=== Records for the task ===

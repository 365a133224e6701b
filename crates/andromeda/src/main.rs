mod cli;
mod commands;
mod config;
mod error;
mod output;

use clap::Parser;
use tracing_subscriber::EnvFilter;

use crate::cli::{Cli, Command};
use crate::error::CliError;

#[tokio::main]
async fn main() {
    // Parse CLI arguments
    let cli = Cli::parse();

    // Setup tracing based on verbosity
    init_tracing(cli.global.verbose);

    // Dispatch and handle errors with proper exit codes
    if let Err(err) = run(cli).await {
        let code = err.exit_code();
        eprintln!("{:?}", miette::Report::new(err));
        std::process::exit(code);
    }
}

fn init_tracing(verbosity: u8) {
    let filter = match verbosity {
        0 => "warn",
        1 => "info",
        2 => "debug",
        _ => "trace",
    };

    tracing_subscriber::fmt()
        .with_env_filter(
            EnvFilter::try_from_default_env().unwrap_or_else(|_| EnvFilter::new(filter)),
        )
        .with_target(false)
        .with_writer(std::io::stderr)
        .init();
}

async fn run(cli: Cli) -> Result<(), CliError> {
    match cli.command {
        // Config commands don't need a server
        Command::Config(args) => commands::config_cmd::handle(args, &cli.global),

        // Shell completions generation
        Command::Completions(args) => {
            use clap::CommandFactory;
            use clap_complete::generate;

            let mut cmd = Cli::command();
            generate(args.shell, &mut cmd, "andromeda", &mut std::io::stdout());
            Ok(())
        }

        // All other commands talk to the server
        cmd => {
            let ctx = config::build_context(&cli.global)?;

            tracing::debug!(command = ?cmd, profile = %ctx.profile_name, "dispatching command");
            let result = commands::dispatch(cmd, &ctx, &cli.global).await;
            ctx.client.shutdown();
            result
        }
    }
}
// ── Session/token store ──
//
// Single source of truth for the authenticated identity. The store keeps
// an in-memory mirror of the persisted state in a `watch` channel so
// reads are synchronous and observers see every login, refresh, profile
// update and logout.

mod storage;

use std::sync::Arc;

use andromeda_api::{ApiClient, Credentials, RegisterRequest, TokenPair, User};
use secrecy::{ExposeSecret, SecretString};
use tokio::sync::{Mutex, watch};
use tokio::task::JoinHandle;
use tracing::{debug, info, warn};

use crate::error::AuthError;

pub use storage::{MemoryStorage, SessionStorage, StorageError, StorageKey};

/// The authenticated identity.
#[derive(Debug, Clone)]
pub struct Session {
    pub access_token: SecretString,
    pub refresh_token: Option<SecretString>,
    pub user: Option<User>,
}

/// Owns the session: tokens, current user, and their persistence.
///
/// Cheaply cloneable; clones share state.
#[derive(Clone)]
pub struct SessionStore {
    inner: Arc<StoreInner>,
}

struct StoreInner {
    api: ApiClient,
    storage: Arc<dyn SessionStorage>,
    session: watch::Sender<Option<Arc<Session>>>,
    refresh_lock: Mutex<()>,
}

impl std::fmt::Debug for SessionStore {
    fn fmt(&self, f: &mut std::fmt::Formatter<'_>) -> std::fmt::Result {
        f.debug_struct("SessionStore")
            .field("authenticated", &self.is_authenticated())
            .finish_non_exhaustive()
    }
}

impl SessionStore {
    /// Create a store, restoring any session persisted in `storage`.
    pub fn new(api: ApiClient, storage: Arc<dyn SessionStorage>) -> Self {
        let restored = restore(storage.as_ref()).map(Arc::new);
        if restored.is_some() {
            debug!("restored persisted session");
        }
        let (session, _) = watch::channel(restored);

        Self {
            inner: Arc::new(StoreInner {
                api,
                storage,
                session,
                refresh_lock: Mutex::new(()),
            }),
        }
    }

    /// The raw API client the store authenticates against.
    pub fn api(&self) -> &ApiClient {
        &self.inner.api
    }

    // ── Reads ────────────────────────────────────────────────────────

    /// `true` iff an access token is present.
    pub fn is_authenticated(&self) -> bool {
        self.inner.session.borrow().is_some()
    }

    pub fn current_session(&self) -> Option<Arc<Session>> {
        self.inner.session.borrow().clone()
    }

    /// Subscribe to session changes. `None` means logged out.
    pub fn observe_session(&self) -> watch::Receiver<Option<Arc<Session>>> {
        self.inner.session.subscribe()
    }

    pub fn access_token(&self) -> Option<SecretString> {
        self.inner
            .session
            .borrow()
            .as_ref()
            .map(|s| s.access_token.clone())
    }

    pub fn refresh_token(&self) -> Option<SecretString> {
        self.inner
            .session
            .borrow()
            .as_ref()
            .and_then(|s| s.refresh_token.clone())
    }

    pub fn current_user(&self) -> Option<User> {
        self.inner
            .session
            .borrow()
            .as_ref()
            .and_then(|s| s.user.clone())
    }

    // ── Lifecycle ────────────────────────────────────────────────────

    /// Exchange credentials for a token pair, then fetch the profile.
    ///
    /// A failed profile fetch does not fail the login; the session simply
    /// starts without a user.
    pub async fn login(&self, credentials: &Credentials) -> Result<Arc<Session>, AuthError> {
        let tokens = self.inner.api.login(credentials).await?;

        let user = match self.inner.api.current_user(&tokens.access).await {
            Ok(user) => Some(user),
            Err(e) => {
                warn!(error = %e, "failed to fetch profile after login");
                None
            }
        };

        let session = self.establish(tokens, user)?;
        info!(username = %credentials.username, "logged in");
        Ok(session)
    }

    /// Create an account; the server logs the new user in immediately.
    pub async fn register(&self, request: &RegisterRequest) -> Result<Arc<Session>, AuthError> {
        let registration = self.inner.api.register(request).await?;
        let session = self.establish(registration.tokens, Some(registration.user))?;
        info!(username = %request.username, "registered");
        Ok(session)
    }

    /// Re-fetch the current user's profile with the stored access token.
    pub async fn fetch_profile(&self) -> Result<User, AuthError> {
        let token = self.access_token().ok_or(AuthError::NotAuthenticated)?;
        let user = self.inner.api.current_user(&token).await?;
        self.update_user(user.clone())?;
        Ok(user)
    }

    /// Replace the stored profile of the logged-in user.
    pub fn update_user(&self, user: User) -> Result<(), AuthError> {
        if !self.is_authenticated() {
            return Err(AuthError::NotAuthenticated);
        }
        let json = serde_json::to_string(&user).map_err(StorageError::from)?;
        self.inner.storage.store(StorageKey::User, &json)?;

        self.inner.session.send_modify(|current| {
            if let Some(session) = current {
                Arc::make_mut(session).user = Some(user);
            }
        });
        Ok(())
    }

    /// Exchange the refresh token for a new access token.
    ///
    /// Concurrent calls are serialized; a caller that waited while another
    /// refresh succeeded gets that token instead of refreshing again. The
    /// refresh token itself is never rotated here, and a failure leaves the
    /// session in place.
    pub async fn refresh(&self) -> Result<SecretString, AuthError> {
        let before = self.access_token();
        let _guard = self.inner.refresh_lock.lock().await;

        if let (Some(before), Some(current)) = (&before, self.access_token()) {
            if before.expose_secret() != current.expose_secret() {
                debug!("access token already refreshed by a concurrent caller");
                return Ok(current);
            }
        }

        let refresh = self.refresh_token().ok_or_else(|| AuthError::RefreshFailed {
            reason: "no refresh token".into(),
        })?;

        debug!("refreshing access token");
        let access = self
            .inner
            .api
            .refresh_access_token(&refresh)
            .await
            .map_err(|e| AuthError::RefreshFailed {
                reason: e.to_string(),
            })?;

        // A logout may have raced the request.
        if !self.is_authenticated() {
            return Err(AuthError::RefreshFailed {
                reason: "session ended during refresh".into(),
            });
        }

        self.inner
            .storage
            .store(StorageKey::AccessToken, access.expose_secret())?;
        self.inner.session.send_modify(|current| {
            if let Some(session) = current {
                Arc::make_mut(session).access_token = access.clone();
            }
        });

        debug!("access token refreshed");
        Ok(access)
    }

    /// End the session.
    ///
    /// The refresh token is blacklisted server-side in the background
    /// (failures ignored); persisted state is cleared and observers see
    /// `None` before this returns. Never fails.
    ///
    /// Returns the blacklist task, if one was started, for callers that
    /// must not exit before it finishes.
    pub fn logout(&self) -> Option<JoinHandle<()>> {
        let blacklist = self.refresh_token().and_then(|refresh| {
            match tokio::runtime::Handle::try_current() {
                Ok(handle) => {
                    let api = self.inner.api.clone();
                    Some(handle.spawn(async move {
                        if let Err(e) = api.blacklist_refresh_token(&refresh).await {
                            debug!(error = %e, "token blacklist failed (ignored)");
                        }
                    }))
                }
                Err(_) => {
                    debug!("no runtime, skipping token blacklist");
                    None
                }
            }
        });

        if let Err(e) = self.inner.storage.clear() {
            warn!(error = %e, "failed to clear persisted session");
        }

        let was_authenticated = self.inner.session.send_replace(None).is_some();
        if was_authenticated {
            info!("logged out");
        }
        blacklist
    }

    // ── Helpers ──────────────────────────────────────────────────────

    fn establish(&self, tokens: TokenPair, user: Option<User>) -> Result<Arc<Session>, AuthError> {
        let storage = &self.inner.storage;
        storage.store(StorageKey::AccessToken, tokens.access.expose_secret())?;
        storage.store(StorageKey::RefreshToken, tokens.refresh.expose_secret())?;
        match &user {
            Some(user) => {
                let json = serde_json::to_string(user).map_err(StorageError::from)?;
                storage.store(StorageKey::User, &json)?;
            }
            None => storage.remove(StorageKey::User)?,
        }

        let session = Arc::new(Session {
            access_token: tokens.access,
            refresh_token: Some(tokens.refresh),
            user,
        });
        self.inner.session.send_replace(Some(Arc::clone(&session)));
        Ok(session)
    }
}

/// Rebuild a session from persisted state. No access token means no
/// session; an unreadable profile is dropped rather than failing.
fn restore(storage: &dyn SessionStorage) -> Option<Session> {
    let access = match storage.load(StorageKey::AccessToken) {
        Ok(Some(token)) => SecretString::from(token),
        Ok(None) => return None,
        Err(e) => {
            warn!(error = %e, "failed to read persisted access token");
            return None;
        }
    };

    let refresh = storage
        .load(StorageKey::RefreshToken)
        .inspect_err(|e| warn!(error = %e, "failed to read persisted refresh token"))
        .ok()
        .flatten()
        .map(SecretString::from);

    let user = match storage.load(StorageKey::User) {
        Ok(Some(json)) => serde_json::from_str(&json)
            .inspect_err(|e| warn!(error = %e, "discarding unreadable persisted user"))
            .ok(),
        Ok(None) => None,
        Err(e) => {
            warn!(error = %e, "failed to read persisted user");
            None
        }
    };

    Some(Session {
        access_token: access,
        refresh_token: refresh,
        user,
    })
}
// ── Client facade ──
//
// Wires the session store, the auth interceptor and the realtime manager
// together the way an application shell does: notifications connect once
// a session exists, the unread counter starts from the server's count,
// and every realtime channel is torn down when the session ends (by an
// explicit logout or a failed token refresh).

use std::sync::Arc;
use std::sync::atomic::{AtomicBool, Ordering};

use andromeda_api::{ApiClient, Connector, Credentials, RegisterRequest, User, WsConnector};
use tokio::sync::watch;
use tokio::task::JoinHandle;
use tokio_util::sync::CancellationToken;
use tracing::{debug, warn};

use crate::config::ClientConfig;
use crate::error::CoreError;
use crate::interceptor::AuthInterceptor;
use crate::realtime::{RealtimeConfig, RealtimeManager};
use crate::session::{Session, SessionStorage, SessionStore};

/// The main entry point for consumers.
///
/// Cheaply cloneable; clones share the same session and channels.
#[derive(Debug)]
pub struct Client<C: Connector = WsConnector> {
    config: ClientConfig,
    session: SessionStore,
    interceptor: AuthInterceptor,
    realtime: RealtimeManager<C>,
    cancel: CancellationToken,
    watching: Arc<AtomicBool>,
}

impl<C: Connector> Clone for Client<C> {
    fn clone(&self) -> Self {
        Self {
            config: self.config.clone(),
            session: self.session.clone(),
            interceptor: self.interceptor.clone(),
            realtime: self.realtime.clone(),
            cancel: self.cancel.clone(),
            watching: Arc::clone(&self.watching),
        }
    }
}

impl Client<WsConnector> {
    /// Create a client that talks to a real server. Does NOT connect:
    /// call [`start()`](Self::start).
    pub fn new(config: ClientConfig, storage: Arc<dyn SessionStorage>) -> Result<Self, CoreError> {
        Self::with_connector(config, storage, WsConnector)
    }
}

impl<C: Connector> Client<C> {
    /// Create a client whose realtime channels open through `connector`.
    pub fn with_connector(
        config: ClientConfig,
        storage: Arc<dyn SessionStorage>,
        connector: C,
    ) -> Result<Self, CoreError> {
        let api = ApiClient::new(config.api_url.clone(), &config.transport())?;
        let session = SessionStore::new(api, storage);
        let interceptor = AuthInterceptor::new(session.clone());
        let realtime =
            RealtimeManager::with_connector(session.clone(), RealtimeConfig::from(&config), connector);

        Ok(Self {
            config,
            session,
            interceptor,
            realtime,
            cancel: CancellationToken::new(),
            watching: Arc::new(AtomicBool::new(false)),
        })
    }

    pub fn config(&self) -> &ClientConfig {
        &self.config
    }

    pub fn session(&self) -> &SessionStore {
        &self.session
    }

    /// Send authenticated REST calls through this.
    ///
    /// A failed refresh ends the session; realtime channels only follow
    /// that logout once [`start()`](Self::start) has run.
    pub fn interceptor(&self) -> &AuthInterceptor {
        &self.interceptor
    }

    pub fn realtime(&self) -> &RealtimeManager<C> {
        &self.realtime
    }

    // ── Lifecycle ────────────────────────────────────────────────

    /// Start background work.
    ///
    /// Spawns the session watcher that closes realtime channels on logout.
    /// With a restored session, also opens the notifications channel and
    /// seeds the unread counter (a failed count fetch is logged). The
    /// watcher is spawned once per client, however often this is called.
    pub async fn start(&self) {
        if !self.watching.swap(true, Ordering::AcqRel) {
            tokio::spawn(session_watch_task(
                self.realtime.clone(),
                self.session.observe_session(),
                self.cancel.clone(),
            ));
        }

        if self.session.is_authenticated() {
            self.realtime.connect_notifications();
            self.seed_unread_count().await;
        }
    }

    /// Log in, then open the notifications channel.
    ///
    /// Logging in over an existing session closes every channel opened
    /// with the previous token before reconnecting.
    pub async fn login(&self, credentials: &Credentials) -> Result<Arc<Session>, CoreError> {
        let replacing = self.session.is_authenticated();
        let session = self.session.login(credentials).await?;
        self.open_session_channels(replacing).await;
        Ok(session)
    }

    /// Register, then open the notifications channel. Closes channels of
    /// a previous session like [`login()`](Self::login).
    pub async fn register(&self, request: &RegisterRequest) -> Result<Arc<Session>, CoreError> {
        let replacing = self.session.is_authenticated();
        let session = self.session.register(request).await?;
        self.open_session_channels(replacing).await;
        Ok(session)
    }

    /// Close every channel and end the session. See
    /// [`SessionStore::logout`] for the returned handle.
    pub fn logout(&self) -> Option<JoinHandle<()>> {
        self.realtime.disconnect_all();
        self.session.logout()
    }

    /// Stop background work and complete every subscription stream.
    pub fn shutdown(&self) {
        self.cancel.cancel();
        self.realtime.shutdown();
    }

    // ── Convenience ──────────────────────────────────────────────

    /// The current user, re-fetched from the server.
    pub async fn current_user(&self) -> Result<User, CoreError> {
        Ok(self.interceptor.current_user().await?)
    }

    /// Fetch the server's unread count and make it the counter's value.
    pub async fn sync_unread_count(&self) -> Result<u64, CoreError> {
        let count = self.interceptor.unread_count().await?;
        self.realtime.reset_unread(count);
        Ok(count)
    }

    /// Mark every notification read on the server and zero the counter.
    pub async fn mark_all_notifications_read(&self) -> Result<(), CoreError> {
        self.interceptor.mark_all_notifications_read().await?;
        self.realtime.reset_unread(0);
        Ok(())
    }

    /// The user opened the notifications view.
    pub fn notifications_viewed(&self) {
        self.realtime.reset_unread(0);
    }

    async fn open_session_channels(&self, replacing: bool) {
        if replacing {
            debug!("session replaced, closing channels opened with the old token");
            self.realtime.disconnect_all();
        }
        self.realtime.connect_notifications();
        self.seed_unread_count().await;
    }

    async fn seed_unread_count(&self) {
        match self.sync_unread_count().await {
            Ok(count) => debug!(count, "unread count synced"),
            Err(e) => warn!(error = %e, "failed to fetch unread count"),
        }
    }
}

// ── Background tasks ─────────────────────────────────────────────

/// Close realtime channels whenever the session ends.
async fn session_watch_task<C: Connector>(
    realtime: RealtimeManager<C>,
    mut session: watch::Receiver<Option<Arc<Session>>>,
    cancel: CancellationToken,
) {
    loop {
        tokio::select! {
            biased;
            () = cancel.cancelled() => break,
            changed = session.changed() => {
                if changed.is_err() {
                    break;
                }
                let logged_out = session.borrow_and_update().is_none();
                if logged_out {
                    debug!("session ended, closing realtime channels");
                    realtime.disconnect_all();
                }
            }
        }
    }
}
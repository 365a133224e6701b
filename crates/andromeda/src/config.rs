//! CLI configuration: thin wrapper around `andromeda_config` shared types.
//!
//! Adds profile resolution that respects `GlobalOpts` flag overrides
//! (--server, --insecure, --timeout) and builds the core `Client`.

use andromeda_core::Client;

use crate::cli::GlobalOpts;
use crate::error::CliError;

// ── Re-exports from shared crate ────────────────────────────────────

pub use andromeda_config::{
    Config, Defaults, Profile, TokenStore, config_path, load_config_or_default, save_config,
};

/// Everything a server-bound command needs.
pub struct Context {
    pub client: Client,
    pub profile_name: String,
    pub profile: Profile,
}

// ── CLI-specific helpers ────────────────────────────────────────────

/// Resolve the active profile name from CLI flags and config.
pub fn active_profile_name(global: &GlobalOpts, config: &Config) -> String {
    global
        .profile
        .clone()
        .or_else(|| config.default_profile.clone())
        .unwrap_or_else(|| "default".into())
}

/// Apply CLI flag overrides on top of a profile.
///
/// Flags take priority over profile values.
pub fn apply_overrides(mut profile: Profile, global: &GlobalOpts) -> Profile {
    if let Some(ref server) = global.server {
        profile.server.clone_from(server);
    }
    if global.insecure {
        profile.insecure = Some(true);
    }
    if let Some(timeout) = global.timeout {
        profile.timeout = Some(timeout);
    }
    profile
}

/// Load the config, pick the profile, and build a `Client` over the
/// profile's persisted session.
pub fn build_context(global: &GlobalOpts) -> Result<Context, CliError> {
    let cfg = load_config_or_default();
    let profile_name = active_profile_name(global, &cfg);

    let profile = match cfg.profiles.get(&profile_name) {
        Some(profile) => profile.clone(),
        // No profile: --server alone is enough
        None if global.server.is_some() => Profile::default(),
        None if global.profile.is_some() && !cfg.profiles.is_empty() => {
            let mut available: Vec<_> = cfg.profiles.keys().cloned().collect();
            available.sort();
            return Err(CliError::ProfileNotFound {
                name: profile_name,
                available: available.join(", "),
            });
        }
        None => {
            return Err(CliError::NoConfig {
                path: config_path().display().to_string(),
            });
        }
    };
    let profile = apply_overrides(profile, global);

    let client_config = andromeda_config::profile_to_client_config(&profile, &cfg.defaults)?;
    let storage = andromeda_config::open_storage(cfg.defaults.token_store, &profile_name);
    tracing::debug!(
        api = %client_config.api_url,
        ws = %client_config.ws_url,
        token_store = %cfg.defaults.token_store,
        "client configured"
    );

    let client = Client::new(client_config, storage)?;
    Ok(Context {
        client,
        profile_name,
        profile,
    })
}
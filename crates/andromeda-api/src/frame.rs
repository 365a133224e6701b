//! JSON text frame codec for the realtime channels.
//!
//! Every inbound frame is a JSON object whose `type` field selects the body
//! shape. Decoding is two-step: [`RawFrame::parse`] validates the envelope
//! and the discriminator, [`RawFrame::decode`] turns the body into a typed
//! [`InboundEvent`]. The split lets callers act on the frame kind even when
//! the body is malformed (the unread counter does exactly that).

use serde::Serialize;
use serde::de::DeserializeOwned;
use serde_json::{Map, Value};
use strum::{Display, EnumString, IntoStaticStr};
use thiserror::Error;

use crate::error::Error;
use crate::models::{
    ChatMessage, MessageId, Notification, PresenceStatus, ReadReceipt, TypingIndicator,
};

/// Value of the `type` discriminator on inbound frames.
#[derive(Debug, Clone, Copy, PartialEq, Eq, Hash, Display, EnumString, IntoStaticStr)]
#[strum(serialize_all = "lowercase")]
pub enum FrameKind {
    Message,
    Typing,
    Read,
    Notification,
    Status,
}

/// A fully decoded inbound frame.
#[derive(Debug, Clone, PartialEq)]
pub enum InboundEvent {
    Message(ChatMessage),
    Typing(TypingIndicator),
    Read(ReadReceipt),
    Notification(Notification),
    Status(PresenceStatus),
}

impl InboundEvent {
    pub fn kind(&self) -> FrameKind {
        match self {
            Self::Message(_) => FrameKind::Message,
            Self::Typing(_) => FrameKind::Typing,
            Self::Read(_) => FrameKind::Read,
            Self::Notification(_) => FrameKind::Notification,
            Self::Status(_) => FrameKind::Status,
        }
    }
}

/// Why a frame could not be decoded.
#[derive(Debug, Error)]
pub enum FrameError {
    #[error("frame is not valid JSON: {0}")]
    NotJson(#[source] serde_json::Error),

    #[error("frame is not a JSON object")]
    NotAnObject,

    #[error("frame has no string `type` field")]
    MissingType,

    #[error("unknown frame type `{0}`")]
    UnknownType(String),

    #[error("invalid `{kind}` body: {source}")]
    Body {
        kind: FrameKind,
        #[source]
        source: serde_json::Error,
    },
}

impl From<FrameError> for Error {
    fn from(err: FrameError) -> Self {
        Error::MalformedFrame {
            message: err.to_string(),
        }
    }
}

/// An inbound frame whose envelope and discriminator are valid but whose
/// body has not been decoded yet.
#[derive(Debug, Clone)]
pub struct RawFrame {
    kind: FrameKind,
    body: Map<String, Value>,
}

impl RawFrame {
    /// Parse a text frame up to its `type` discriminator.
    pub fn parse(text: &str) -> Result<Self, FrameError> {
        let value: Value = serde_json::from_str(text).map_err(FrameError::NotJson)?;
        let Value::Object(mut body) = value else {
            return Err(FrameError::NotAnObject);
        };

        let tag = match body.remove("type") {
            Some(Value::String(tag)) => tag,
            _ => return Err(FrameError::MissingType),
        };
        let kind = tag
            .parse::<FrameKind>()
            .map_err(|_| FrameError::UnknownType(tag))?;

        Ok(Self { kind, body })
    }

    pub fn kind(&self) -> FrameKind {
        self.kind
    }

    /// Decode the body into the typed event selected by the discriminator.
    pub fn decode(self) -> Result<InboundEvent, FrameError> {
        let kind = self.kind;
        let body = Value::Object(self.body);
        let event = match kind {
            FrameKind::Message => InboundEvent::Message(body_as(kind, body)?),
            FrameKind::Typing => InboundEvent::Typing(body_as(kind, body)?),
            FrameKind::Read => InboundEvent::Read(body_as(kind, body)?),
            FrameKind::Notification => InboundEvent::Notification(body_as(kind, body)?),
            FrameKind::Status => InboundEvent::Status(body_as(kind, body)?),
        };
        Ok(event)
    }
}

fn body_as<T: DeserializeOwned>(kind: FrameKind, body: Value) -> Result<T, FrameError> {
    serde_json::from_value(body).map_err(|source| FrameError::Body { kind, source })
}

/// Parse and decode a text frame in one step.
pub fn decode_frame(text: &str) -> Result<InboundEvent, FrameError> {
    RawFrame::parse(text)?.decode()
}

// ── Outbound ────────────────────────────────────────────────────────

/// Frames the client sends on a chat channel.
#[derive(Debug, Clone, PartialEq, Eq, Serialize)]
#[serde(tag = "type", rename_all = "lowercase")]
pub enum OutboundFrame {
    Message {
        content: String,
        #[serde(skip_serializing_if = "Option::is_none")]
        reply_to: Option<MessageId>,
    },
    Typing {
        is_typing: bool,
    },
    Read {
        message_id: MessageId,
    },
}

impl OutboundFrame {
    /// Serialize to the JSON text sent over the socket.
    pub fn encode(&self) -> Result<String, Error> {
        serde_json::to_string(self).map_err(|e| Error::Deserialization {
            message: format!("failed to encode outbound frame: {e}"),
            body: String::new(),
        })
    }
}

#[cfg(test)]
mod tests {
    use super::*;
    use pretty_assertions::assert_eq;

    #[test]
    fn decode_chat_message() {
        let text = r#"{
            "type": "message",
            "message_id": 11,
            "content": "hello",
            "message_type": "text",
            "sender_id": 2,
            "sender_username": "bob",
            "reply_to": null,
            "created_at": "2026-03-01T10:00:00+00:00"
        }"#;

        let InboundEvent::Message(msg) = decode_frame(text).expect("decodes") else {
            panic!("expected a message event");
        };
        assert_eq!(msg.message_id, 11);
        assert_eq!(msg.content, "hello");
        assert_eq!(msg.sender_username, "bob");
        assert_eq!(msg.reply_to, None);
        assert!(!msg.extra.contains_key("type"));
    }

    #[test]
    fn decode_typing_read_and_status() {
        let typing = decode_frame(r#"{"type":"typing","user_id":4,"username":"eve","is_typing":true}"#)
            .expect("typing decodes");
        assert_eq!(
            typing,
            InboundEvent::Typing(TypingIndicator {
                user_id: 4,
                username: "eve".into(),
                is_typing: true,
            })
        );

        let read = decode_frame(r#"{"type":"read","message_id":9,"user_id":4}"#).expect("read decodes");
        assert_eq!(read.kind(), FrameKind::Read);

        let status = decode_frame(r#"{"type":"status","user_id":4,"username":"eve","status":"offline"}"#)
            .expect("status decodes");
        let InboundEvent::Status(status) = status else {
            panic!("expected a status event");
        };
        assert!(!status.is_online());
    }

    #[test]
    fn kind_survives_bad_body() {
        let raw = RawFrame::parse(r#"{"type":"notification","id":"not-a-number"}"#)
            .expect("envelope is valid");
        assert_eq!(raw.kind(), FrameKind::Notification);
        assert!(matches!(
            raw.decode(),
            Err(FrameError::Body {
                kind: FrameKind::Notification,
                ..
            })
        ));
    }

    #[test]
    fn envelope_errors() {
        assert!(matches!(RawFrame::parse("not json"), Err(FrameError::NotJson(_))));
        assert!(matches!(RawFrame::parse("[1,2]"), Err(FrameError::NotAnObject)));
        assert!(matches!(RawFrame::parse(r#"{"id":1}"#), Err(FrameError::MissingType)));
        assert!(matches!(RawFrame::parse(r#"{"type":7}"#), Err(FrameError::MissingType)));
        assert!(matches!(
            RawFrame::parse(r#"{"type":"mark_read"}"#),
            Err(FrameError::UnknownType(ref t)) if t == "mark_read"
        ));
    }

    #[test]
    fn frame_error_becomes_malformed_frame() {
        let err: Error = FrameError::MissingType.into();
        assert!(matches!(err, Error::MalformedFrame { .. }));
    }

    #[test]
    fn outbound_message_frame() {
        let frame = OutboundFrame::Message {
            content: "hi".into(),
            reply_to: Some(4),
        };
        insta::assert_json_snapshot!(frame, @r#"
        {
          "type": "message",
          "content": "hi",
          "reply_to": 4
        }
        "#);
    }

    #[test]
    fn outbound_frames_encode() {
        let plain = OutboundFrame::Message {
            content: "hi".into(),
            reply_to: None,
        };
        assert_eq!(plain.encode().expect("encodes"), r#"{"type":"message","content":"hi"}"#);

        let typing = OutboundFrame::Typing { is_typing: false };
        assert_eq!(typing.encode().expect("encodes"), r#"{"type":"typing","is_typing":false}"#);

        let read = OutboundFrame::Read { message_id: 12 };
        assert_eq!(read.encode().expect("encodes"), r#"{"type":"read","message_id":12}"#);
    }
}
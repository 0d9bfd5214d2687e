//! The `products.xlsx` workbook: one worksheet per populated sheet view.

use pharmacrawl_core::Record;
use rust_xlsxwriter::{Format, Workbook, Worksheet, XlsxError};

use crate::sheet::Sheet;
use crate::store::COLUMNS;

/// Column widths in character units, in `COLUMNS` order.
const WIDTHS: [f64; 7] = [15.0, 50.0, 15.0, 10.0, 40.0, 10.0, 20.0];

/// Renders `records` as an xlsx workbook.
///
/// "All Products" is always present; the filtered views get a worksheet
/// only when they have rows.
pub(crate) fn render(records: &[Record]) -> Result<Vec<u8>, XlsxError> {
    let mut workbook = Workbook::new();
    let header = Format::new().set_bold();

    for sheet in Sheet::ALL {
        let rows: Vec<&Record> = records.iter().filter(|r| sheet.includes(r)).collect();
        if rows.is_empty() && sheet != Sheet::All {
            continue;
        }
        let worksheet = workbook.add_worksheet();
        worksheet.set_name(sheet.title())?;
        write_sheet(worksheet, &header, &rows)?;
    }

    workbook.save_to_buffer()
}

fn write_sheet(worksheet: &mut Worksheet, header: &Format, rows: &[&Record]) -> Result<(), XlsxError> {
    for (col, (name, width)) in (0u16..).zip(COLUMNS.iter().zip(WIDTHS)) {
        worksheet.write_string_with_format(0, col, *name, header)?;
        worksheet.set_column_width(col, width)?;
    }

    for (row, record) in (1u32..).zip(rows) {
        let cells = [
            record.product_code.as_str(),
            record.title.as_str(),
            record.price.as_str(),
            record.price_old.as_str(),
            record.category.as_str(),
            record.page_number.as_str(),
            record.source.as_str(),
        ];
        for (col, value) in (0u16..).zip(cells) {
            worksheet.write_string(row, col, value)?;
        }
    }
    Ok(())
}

===

Directions for this task - Find the lines in the data that hold the word "have". Reply with how many there are and nothing more.

Exercise result - 2